Возвращение на агитпункт
Все интересуются: как там за границей? Живут?
Они уже живут. И в столовых, и в спальнях живут. А нас все еще не выпускают из агитпункта.
Потому что в спальне мы жить стесняемся, а в столовой нам просто нечего делать. Самое для нас привычное место – агитпункт.
Там нам объясняют: надо строить социализм. Осторожно, чтоб никакой частной собственности. Потому что иначе получится эксплуатация человека человеком, а нам нужно не человеком, а целой страной.
Слово «эксплуатация» по-латыни означает «развертываю». При социализме ни в коем случае нельзя развертывать человека, нужно наоборот – не дать ему развернуться. Хоть и широка страна моя родная, а человеку развернуться нельзя.

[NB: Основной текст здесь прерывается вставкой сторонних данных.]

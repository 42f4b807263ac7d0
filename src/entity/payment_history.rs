use sea_orm::entity::prelude::*;

#[derive(Clone, Debug, PartialEq, DeriveEntityModel)]
#[sea_orm(table_name = "payment_history")]
pub struct Model {
    #[sea_orm(primary_key, auto_increment = false)]
    pub id: Uuid,
    pub order_id: Option<Uuid>,
    pub user_email: String,
    pub amount: f64,
    pub currency: String,
    pub transaction_id: String,
    pub paid_at: DateTimeWithTimeZone,
}

#[derive(Copy, Clone, Debug, EnumIter, DeriveRelation)]
pub enum Relation {}

impl ActiveModelBehavior for ActiveModel {}
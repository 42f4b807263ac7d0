use std::env;

use anyhow::Context;

#[derive(Debug, Clone)]
pub struct AppConfig {
    pub database_url: String,
    pub host: String,
    pub port: u16,
    pub jwt_secret: String,
    pub stripe_secret_key: String,
    pub stripe_api_base: String,
    pub payment_currency: String,
}

impl AppConfig {
    pub fn from_env() -> anyhow::Result<Self> {
        let database_url = env::var("DATABASE_URL").context("DATABASE_URL is not set")?;
        let host = env::var("APP_HOST").unwrap_or_else(|_| "127.0.0.1".to_string());
        let port = env::var("APP_PORT")
            .or_else(|_| env::var("PORT"))
            .ok()
            .and_then(|p| p.parse::<u16>().ok())
            .unwrap_or(3000);
        let jwt_secret = env::var("JWT_SECRET").context("JWT_SECRET is not set")?;
        let stripe_secret_key =
            env::var("STRIPE_SECRET_KEY").context("STRIPE_SECRET_KEY is not set")?;
        let stripe_api_base = env::var("STRIPE_API_BASE")
            .unwrap_or_else(|_| "https://api.stripe.com".to_string());
        let payment_currency = env::var("PAYMENT_CURRENCY")
            .map(|c| c.to_lowercase())
            .unwrap_or_else(|_| "usd".to_string());
        Ok(Self {
            port,
            database_url,
            host,
            jwt_secret,
            stripe_secret_key,
            stripe_api_base,
            payment_currency,
        })
    }
}
use axum::{Json, Router, extract::State, routing::get};
use uuid::Uuid;

use crate::{
    dto::requests::{CreateRoleRequest, TransitionOutcome, TransitionRequest},
    error::AppResult,
    middleware::auth::AuthUser,
    models::RoleRequest,
    response::ApiResponse,
    routes::{
        extract::{AppJson, AppPath, AppQuery},
        params::RequestQuery,
    },
    services::request_service,
    state::AppState,
};

pub fn router() -> Router<AppState> {
    Router::new()
        .route("/", get(list_requests).post(create_request))
        .route("/{id}", get(get_request).patch(update_request))
}

#[utoipa::path(
    get,
    path = "/requests",
    params(RequestQuery),
    responses(
        (status = 200, description = "List role requests", body = ApiResponse<Vec<RoleRequest>>)
    ),
    tag = "Requests"
)]
pub async fn list_requests(
    State(state): State<AppState>,
    AppQuery(query): AppQuery<RequestQuery>,
) -> AppResult<Json<ApiResponse<Vec<RoleRequest>>>> {
    let resp = request_service::list_requests(&state, query).await?;
    Ok(Json(resp))
}

#[utoipa::path(
    post,
    path = "/requests",
    request_body = CreateRoleRequest,
    responses(
        (status = 200, description = "Request created as pending", body = ApiResponse<RoleRequest>),
        (status = 400, description = "Unknown request type"),
        (status = 401, description = "Unauthorized"),
    ),
    security(("bearer_auth" = [])),
    tag = "Requests"
)]
pub async fn create_request(
    State(state): State<AppState>,
    user: AuthUser,
    AppJson(payload): AppJson<CreateRoleRequest>,
) -> AppResult<Json<ApiResponse<RoleRequest>>> {
    let resp = request_service::create_request(&state, &user, payload).await?;
    Ok(Json(resp))
}

#[utoipa::path(
    get,
    path = "/requests/{id}",
    params(
        ("id" = Uuid, Path, description = "Request ID")
    ),
    responses(
        (status = 200, description = "Get role request", body = ApiResponse<RoleRequest>),
        (status = 404, description = "Not Found"),
    ),
    tag = "Requests"
)]
pub async fn get_request(
    State(state): State<AppState>,
    AppPath(id): AppPath<Uuid>,
) -> AppResult<Json<ApiResponse<RoleRequest>>> {
    let resp = request_service::get_request(&state, id).await?;
    Ok(Json(resp))
}

/// Approve or reject a request. Approval also updates the requesting user's role.
#[utoipa::path(
    patch,
    path = "/requests/{id}",
    params(
        ("id" = Uuid, Path, description = "Request ID")
    ),
    request_body = TransitionRequest,
    responses(
        (status = 200, description = "Request transitioned", body = ApiResponse<TransitionOutcome>),
        (status = 400, description = "Target status is not approved or rejected"),
        (status = 401, description = "Unauthorized"),
        (status = 404, description = "Not Found"),
        (status = 500, description = "Status stored but the user update failed"),
    ),
    security(("bearer_auth" = [])),
    tag = "Requests"
)]
pub async fn update_request(
    State(state): State<AppState>,
    user: AuthUser,
    AppPath(id): AppPath<Uuid>,
    AppJson(payload): AppJson<TransitionRequest>,
) -> AppResult<Json<ApiResponse<TransitionOutcome>>> {
    let resp = request_service::update_request(&state, &user, id, payload).await?;
    Ok(Json(resp))
}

Мы говорим у себя на агитпункте: сколько можно строить социализм? Семьдесят лет строили, неужели достраивать на том свете? Мы, правда, и сами не знаем, на каком мы свете, у нас между этим и тем светом давно стерта грань, но все же обидно: ведь еще не начинали жить!
Нам говорят: пока не начинайте. Вот построим социализм, тогда все сразу начнем. Перестроим социализм, тогда и начнем…
Я возвращаюсь домой на великие перестройки социализма. С чего начинать перестраивать? На западе говорят: нужно сначала перестроить наши туалеты. Но уровень нашей жизни так стремительно падает, что скоро нам не понадобятся никакие туалеты. Зачем же их перестраивать?